2. A process according to claim 1, characterized in that the material used contains vescalagin.

3. A process according to claim 1, characterized in that the material used is cork from Quercus suber L.

4. A process according to claim 1, characterized in that the contact between the natural materials and the wine is made in one or more of three situations: a. At the final stage of vinification, before bottling b. During bottling c. Immediately before consumption

5. A process according to claim 1, characterized in that the cork is used in finely divided particles or in the form of chips.

6. A process according to claim 1, characterized in that the natural materials can be added to the wine as they are and be separated at a later stage by filtration.

7. A process according to claim 1, characterized in that the natural materials can be added to the wine inside retention systems which contain the cork and can be easily introduced into and removed from the wine containers.

8. A process according to claim 7, characterized in that said retention systems are porous paper cartridges, textile material cartridges, porous capsules, perforated metal frameworks or net systems and other similar systems.

9. A process according to claim 1, characterized in that the contact between the natural materials and the wine occurs preferably at a temperature range from 5 to 30° C., over a period of contact from about 10 minutes to several months, and with cork having a granulometry from 100 μm to 30 mm or in the form of chips.

10. A process according to claim 10, characterized in that the preferred conditions of contact are at room temperature, for at least 30 minutes, with a cork granulometry of 1 mm.

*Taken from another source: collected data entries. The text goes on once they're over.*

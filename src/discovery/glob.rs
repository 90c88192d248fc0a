//! Path glob matching
//!
//! Supports the subset of shell globbing used by test roots:
//! - `*` matches zero or more characters within one path segment
//! - `?` matches exactly one character other than `/`
//! - `**/` at the start of a segment matches zero or more whole directories
//! - `**` anywhere else behaves like `*`

/// Match a relative path against a glob pattern.
///
/// Returns true if the pattern matches the entire path.
pub fn path_match(pattern: &str, path: &str) -> bool {
    let pattern: Vec<char> = pattern.chars().collect();
    let path: Vec<char> = path.chars().collect();
    match_from(&pattern, 0, &path, 0)
}

/// Literal directory prefix of a pattern, up to the last `/` before the first wildcard
pub fn literal_dir(pattern: &str) -> &str {
    let wildcard = pattern.find(['*', '?']).unwrap_or(pattern.len());
    match pattern[..wildcard].rfind('/') {
        Some(slash) => &pattern[..slash],
        None => "",
    }
}

fn match_from(pattern: &[char], pi: usize, path: &[char], ii: usize) -> bool {
    if pi >= pattern.len() {
        return ii >= path.len();
    }

    match pattern[pi] {
        '*' if is_recursive(pattern, pi) => {
            let rest = pi + 3;
            if match_from(pattern, rest, path, ii) {
                return true;
            }
            (ii..path.len())
                .filter(|&j| path[j] == '/')
                .any(|j| match_from(pattern, rest, path, j + 1))
        }
        '*' => {
            let mut rest = pi + 1;
            while rest < pattern.len() && pattern[rest] == '*' {
                rest += 1;
            }
            let mut j = ii;
            loop {
                if match_from(pattern, rest, path, j) {
                    return true;
                }
                if j >= path.len() || path[j] == '/' {
                    return false;
                }
                j += 1;
            }
        }
        '?' => ii < path.len() && path[ii] != '/' && match_from(pattern, pi + 1, path, ii + 1),
        c => ii < path.len() && path[ii] == c && match_from(pattern, pi + 1, path, ii + 1),
    }
}

/// `**/` spanning a whole segment
fn is_recursive(pattern: &[char], pi: usize) -> bool {
    let at_segment_start = pi == 0 || pattern[pi - 1] == '/';
    at_segment_start
        && pattern.get(pi + 1) == Some(&'*')
        && pattern.get(pi + 2) == Some(&'/')
}

#[cfg(test)]
mod tests {
    use super::*;

    #[test]
    fn test_literal() {
        assert!(path_match("a/b.rb", "a/b.rb"));
        assert!(!path_match("a/b.rb", "a/c.rb"));
        assert!(!path_match("a/b.rb", "a/b.rbx"));
    }

    #[test]
    fn test_star_stays_in_segment() {
        assert!(path_match("*_test.rb", "x_test.rb"));
        assert!(!path_match("*_test.rb", "dir/x_test.rb"));
        assert!(path_match("*/x.rb", "dir/x.rb"));
        assert!(!path_match("*/x.rb", "a/b/x.rb"));
    }

    #[test]
    fn test_question_mark() {
        assert!(path_match("x?.rb", "x1.rb"));
        assert!(!path_match("x?.rb", "x/.rb"));
    }

    #[test]
    fn test_recursive() {
        assert!(path_match("**/*_test.rb", "x_test.rb"));
        assert!(path_match("**/*_test.rb", "a/b/c/x_test.rb"));
        assert!(path_match("test/**/**/*_test.rb", "test/x_test.rb"));
        assert!(path_match("test/**/**/*_test.rb", "test/unit/models/x_test.rb"));
        assert!(!path_match("test/**/*_test.rb", "spec/x_test.rb"));
    }

    #[test]
    fn test_double_star_inside_segment_is_single() {
        assert!(path_match("sub1**/*_test.rb", "sub1/x_test.rb"));
        assert!(path_match("sub1**/*_test.rb", "sub10/x_test.rb"));
        assert!(!path_match("sub1**/*_test.rb", "sub1/sub2/x_test.rb"));
    }

    #[test]
    fn test_literal_dir() {
        assert_eq!(literal_dir("test/unit/**/*_test.rb"), "test/unit");
        assert_eq!(literal_dir("**/*_test.rb"), "");
        assert_eq!(literal_dir("sub1**/*_test.rb"), "");
        assert_eq!(literal_dir("*/sub2**/*_test.rb"), "");
        assert_eq!(literal_dir("test/a_test.rb"), "test");
    }
}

11. A process according to claim 1, characterized in that the cork particles used in these systems are optionally sterilized, before or after their closure into the systems, preferably by gamma ray or electron beam irradiation.

12. A process according to claim 1, characterized in that there is also an organoleptic change in the wine.

Description:

It has been known for a long time that wine in general, and red wine in particular, is beneficial to health if consumed in moderation. Studies which have been carried out in the last few years state that this characteristic is due to several components, some of which have effect at cardiovascular level and others having anti-cancerous properties, etc. Antioxidants such as quercetin, resveratrol and catechin are able to inhibit the development of certain cancers. There is an extensive bibliography in this respect, of which a good summary can be found in the Annals of the New York Academy of Sciences, vol. 957, 2002, “Alcohol and Wine in Health and Disease”, Editors Dipak, K. Das & Fulvio Ursini.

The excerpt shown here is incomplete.